Enhanced photocatalytic removal of bromate in drinking water by Au/TiO2 under ultraviolet light

Abstract

The photo-reduction of bromate (BrO₃⁻) has attracted much attention due to the carcinogenesis and genotoxicity of BrO₃⁻ in drinking water. In this study, a heterojunction photocatalyst was developed by depositing Au nanoparticles (NPs) onto P25 TiO₂ NPs through a one-pot, solvent-thermal process. Due to the unique properties of Au, the Au NPs deposited on the TiO₂ surface created a Schottky barrier between the metal and the semiconductor, leading to an effective separation of photo-generated charge carriers as the Au nanoparticles served as electron sinks.
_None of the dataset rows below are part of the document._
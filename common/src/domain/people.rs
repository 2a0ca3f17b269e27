use chrono::{DateTime, Utc};
use serde::{Deserialize, Serialize};

use crate::domain::{DepartmentId, Locale, PersonId};

/// An author or researcher
#[derive(Debug, Clone, PartialEq, Serialize, Deserialize)]
pub struct Person {
    pub id: PersonId,
    pub first_name: Option<String>,
    pub last_name: String,
    pub year_of_birth: Option<i32>,
    /// Set once the person is linked to a department for the first time
    pub affiliated: bool,
    pub created_at: DateTime<Utc>,
    pub updated_at: DateTime<Utc>,
}

impl Person {
    /// Display string such as `Anna Svensson, 1971 (Dept. of Physics, Dept. of Chemistry)`.
    pub fn presentation_string<S: AsRef<str>>(&self, department_names: &[S]) -> String {
        let mut result = match &self.first_name {
            Some(first_name) if !first_name.trim().is_empty() => {
                format!("{} {}", first_name.trim(), self.last_name.trim())
            }
            _ => self.last_name.trim().to_string(),
        };
        if let Some(year) = self.year_of_birth {
            result.push_str(&format!(", {}", year));
        }
        if !department_names.is_empty() {
            let names = department_names
                .iter()
                .map(AsRef::as_ref)
                .collect::<Vec<_>>()
                .join(", ");
            result.push_str(&format!(" ({})", names));
        }
        result
    }
}

/// An organizational unit
#[derive(Debug, Clone, PartialEq, Serialize, Deserialize)]
pub struct Department {
    pub id: DepartmentId,
    pub name_sv: String,
    pub name_en: String,
    pub start_year: Option<i32>,
    pub end_year: Option<i32>,
}

impl Department {
    pub fn name(&self, locale: Locale) -> &str {
        match locale {
            Locale::En => &self.name_en,
            Locale::Sv => &self.name_sv,
        }
    }
}

#[cfg(test)]
mod tests {
    use super::*;

    fn person(first_name: Option<&str>, year_of_birth: Option<i32>) -> Person {
        Person {
            id: PersonId(1),
            first_name: first_name.map(str::to_string),
            last_name: "Svensson".to_string(),
            year_of_birth,
            affiliated: false,
            created_at: Utc::now(),
            updated_at: Utc::now(),
        }
    }

    #[test]
    fn presentation_string_with_departments() {
        let person = person(Some("Anna"), Some(1971));
        assert_eq!(
            person.presentation_string(&["Physics", "Chemistry"]),
            "Anna Svensson, 1971 (Physics, Chemistry)"
        );
    }

    #[test]
    fn presentation_string_without_optional_parts() {
        let person = person(None, None);
        assert_eq!(person.presentation_string::<&str>(&[]), "Svensson");
    }
}
use std::env;

use anyhow::Context;
use bibrec_common::database::DatabaseSettings;
use config::{Config, Environment, File};
use dotenvy::dotenv;
use serde::Deserialize;

#[derive(Debug, Clone, Deserialize)]
pub struct Settings {
    pub database: DatabaseSettings,
}

impl Settings {
    pub fn from_env() -> anyhow::Result<Self> {
        dotenv().ok();
        let run_mode = load_env("RUN_MODE", "development");

        let s = Config::builder()
            .add_source(File::with_name("./config/default"))
            .add_source(File::with_name(&format!("./config/{run_mode}")).required(false))
            .add_source(
                Environment::with_prefix("app")
                    .prefix_separator("_")
                    .separator("__"),
            )
            .build()?;

        s.try_deserialize().with_context(|| "failed to read config")
    }
}

fn load_env(key: &str, default_value: &'static str) -> String {
    env::var(key).unwrap_or_else(|_| default_value.into())
}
The Au/TiO₂ photocatalyst demonstrated efficient reduction of BrO₃⁻ under UV light illumination without the need for sacrificial agents. The effect of different Au loading of Au/TiO₂ was systematically investigated for its influence on the generation of electrons and the reduction ability of BrO₃⁻. The results indicate that the 1% Au/TiO₂ catalyst exhibited a higher concentration of localized electrons, rendering it more effective in BrO₃⁻ removal. The photocatalytic efficiency for BrO₃⁻ reduction decreased upon the addition of K₂S₂O₈ as an electron quencher, suggesting that the primary factor in this photo-reduction process was the availability of electrons. These findings hold promise for the potential application of the Au/TiO₂ catalyst in the removal of BrO₃⁻ from drinking water through photo-reduction.